December 28, 2024
Gratitude is not only the greatest of virtues, but the parent of all the others. ~Cicero
First I greeted the foggy morning with oh, no, a gloomy day. Then I perked up: that means I get to cozy up with the cats and not head out for a walk at the crack o’ dawn.
My duet with the obligation of gratitude is becoming concordant at last. My lukewarm feeling toward establishing a gratitude practice or being grateful (for something) even in unpleasant circumstances, has turned around in the last two months. Not sure why or how, but…I’m grateful for it.
*****
I’m finally able to separate the unpleasant circumstance from the beneficial/desirable results it can engender. The unpleasant thing is unwanted; sometimes it’s a hideous surprise. Impossible for me to clap hands with joy at its arrival.
But I’m discovering that, almost immediately, a small trickle of gratitude can pour over the entire circumstance, like drizzling honey over bitter grapefruit.
*****
Sometimes the unwanted thing – this morning, the dense fog – holds delight behind its shifting veil of gray. I had just started my belated walk when I noticed a longtime neighbor that I hadn’t yet met puttering in his garage. He came out and raised a hand in greeting.
“I really like the colors you used on your house,” I told him. We introduced ourselves and I further commented on the room they had added in the high attic above the garage.
“I’ve always wondered how you did that,” I said. “We live in a house with an identical floorplan over there, the gray house,” and I pointed it out.
He said, “Come on in and I’ll show you.”
*****
If I hadn’t turned dismay over the fog into contentment within our cozy house…If I hadn’t left for the walk in a good mood instead of feeling gloom that it was still foggy…I never would’ve met Dave and gotten the grand tour of the over-garage attic renovation. I wouldn’t have seen how easy it was to knock a doorway through the closet in an upstairs bedroom. And I wouldn’t have the mental gears turning of how we could do that with our house.

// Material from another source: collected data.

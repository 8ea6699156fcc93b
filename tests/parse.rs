use clopts::{
    Choices, Disposition, FileData, OptionSpec, ParseError, Schema, Slot, Snapshot, Value,
    ValueType,
};
use std::io::Write;
use std::sync::Arc;
use std::thread;
use tempfile::NamedTempFile;

fn basic() -> Schema {
    Schema::builder()
        .option(OptionSpec::value("--string", "A string", ValueType::String))
        .option(OptionSpec::value("--number", "A number", ValueType::Integer))
        .option(OptionSpec::value("--float", "A float", ValueType::Float))
        .option(OptionSpec::flag("--flag", "A flag"))
        .option(OptionSpec::value("--many", "Many", ValueType::String).multiple())
        .build()
        .unwrap()
}

#[test]
fn test_empty_argument_vector_leaves_everything_absent() {
    let schema = basic();
    let result = schema.try_parse(["prog"]).unwrap();

    assert_eq!(result.get("--string").unwrap(), Slot::Value(None));
    assert_eq!(result.get("--number").unwrap(), Slot::Value(None));
    assert_eq!(result.get("--float").unwrap(), Slot::Value(None));
    assert_eq!(result.get("--flag").unwrap(), Slot::Flag(false));
    assert_eq!(result.get("--many").unwrap(), Slot::Values(&[]));
    assert!(result.unprocessed().is_empty());
}

#[test]
fn test_string_number_and_float() {
    let schema = basic();
    let result = schema
        .try_parse([
            "prog",
            "--string",
            "Hello, world!",
            "--number",
            "42",
            "--float",
            "3.14",
        ])
        .unwrap();

    assert_eq!(
        result.get_as::<String>("--string").unwrap().as_deref(),
        Some("Hello, world!")
    );
    assert_eq!(result.get_as::<i64>("--number").unwrap(), Some(42));
    let float = result.get_as::<f64>("--float").unwrap().unwrap();
    assert!((float - 3.14).abs() < 1e-9);
}

#[test]
fn test_enumerated_value_outside_set() {
    let schema = Schema::builder()
        .option(OptionSpec::value(
            "--values",
            "A value",
            ValueType::OneOf(Choices::integers([0, 1, 2, 3])),
        ))
        .build()
        .unwrap();

    let mut messages = Vec::new();
    let result = schema
        .parse(["prog", "--values", "4"])
        .policy(|error: &ParseError| {
            messages.push(error.to_string());
            Disposition::Abort
        })
        .run();

    assert!(matches!(result, Err(ParseError::InvalidValue { .. })));
    assert_eq!(messages.len(), 1);
    assert!(messages[0].contains("'--values'"));
    assert!(messages[0].contains("'4'"));

    let err = schema.try_parse(["prog", "--values", "four"]).unwrap_err();
    assert!(matches!(err, ParseError::InvalidNumber { .. }));
}

#[test]
fn test_multiple_integers_in_occurrence_order() {
    let schema = Schema::builder()
        .option(OptionSpec::value("--int", "Integers", ValueType::Integer).multiple())
        .build()
        .unwrap();
    let result = schema.try_parse(["prog", "--int", "1", "--int", "2"]).unwrap();
    assert_eq!(result.get_all::<i64>("--int").unwrap(), vec![1, 2]);
    assert_eq!(
        result.values("--int").unwrap(),
        &[Value::Int(1), Value::Int(2)]
    );
}

#[test]
fn test_stop_sentinel_leaves_tail_unprocessed() {
    let schema = Schema::builder()
        .option(OptionSpec::flag("--bar", "A flag"))
        .option(OptionSpec::stop_parsing_default())
        .build()
        .unwrap();
    let result = schema.try_parse(["prog", "--", "--bar"]).unwrap();
    assert!(!result.flag("--bar").unwrap());
    assert_eq!(result.unprocessed(), &["--bar".to_string()]);
}

#[test]
fn test_required_option_missing_for_every_subset() {
    let optional: [(&str, &[&str]); 4] = [
        ("--string", &["--string", "s"]),
        ("--number", &["--number", "1"]),
        ("--flag", &["--flag"]),
        ("--many", &["--many", "a", "--many", "b"]),
    ];
    let schema = Schema::builder()
        .options(vec![
            OptionSpec::value("--string", "", ValueType::String),
            OptionSpec::value("--number", "", ValueType::Integer),
            OptionSpec::flag("--flag", ""),
            OptionSpec::value("--many", "", ValueType::String).multiple(),
            OptionSpec::value("--needed", "", ValueType::String).required(),
        ])
        .build()
        .unwrap();

    for mask in 0..(1u32 << optional.len()) {
        let mut args = vec!["prog"];
        for (bit, (_, tokens)) in optional.iter().enumerate() {
            if mask & (1 << bit) != 0 {
                args.extend_from_slice(tokens);
            }
        }
        let err = schema.try_parse(args.clone()).unwrap_err();
        assert_eq!(
            err,
            ParseError::MissingRequiredOption("--needed".to_string()),
            "args: {:?}",
            args
        );
    }
}

#[test]
fn test_independent_parses_are_equal() {
    let schema = basic();
    let args = [
        "prog", "--string", "x", "--many", "a", "--flag", "--many", "b", "--number=7",
    ];
    let first = schema.try_parse(args).unwrap();
    let second = schema.try_parse(args).unwrap();
    assert_eq!(first, second);
}

#[test]
fn test_concurrent_parses_share_schema() {
    let schema = Arc::new(basic());
    let handles: Vec<_> = (0..4)
        .map(|i| {
            let schema = Arc::clone(&schema);
            thread::spawn(move || {
                let n = i.to_string();
                let result = schema.try_parse(["prog", "--number", n.as_str()]).unwrap();
                result.get_as::<i64>("--number").unwrap()
            })
        })
        .collect();

    for (i, handle) in handles.into_iter().enumerate() {
        assert_eq!(handle.join().unwrap(), Some(i as i64));
    }
}

#[test]
fn test_overridable_takes_last_occurrence() {
    let schema = Schema::builder()
        .option(OptionSpec::value("--level", "", ValueType::Integer).overridable())
        .build()
        .unwrap();

    for count in 1..=5i64 {
        let mut args = vec!["prog".to_string()];
        for n in 1..=count {
            args.push(format!("--level={}", n * 10));
        }
        let result = schema.try_parse(args).unwrap();
        assert_eq!(result.get_as::<i64>("--level").unwrap(), Some(count * 10));
    }
}

#[test]
fn test_reference_snapshots_are_not_retroactive() {
    let schema = Schema::builder()
        .option(OptionSpec::value("--tag", "", ValueType::String).multiple())
        .option(OptionSpec::flag("--debug", ""))
        .option(
            OptionSpec::value("--file", "", ValueType::String)
                .multiple()
                .references(["--tag", "--debug"]),
        )
        .build()
        .unwrap();

    let result = schema
        .try_parse([
            "prog", "--tag", "a", "--file", "one", "--tag", "b", "--debug", "--file", "two",
            "--tag", "c",
        ])
        .unwrap();

    let files = result.get_all::<clopts::RefTuple>("--file").unwrap();
    assert_eq!(files.len(), 2);

    assert_eq!(files[0].value(), &Value::from("one"));
    assert_eq!(
        files[0].snapshot("--tag"),
        Some(&Snapshot::Values(vec![Value::from("a")]))
    );
    assert_eq!(files[0].snapshot("--debug"), Some(&Snapshot::Found(false)));

    assert_eq!(files[1].value(), &Value::from("two"));
    assert_eq!(
        files[1].snapshot("--tag"),
        Some(&Snapshot::Values(vec![Value::from("a"), Value::from("b")]))
    );
    assert_eq!(files[1].snapshot("--debug"), Some(&Snapshot::Found(true)));

    assert_eq!(result.get_all::<String>("--tag").unwrap(), vec!["a", "b", "c"]);
}

#[test]
fn test_file_option_reads_from_disk() {
    let mut file = NamedTempFile::new().unwrap();
    write!(file, "file contents").unwrap();
    let path = file.path().to_str().unwrap().to_string();

    let schema = Schema::builder()
        .option(OptionSpec::value("--input", "Input", ValueType::File))
        .build()
        .unwrap();

    let result = schema.try_parse(["prog", "--input", path.as_str()]).unwrap();
    let data = result.get_as::<FileData>("--input").unwrap().unwrap();
    assert_eq!(data.contents, b"file contents");
    assert_eq!(data.path.to_str(), Some(path.as_str()));
}

#[test]
fn test_missing_file_is_resource_unavailable() {
    let dir = tempfile::tempdir().unwrap();
    let missing = dir.path().join("missing.txt");
    let missing = missing.to_str().unwrap();

    let schema = Schema::builder()
        .option(OptionSpec::value("--input", "Input", ValueType::File))
        .build()
        .unwrap();

    let err = schema.try_parse(["prog", "--input", missing]).unwrap_err();
    match err {
        ParseError::ResourceUnavailable { option, path, .. } => {
            assert_eq!(option, "--input");
            assert_eq!(path, missing);
        }
        other => panic!("unexpected error: {:?}", other),
    }
}

#[test]
fn test_continue_policy_reports_everything() {
    let schema = Schema::builder()
        .option(OptionSpec::value("--number", "", ValueType::Integer))
        .option(OptionSpec::value("--needed", "", ValueType::String).required())
        .build()
        .unwrap();

    let mut errors = Vec::new();
    let result = schema
        .parse(["prog", "--number", "x", "--bogus"])
        .policy(|error: &ParseError| {
            errors.push(error.clone());
            Disposition::Continue
        })
        .run()
        .unwrap();

    assert!(!result.is_found("--number").unwrap());
    assert_eq!(result.value("--number").unwrap(), None);
    assert_eq!(errors.len(), 3);
    assert!(matches!(errors[0], ParseError::InvalidNumber { .. }));
    assert_eq!(errors[1], ParseError::UnrecognizedOption("--bogus".to_string()));
    assert_eq!(
        errors[2],
        ParseError::MissingRequiredOption("--needed".to_string())
    );
}

#[test]
fn test_unknown_name_is_detected_before_input() {
    let schema = basic();
    assert!(schema.key("--nope").is_err());
    let key = schema.key("--number").unwrap();

    let result = schema.try_parse(["prog", "--number", "5"]).unwrap();
    assert_eq!(result.get_as::<i64>(&key).unwrap(), Some(5));
    assert!(result.get("--nope").is_err());
}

I realize gratitude is a spiritual habit we “should” practice. But I’ve never had the practical demonstration of how one small moment of deliberate gratitude ripples out into a morning and a day; how putting aside disgruntlement and taking the different path of thankfulness can lead to randomly smiling for the rest of the day.
Maybe I won’t think of gratitude as an obligation anymore, but as a present I can keep opening over and over, never knowing what delightful surprise will be in the box this time.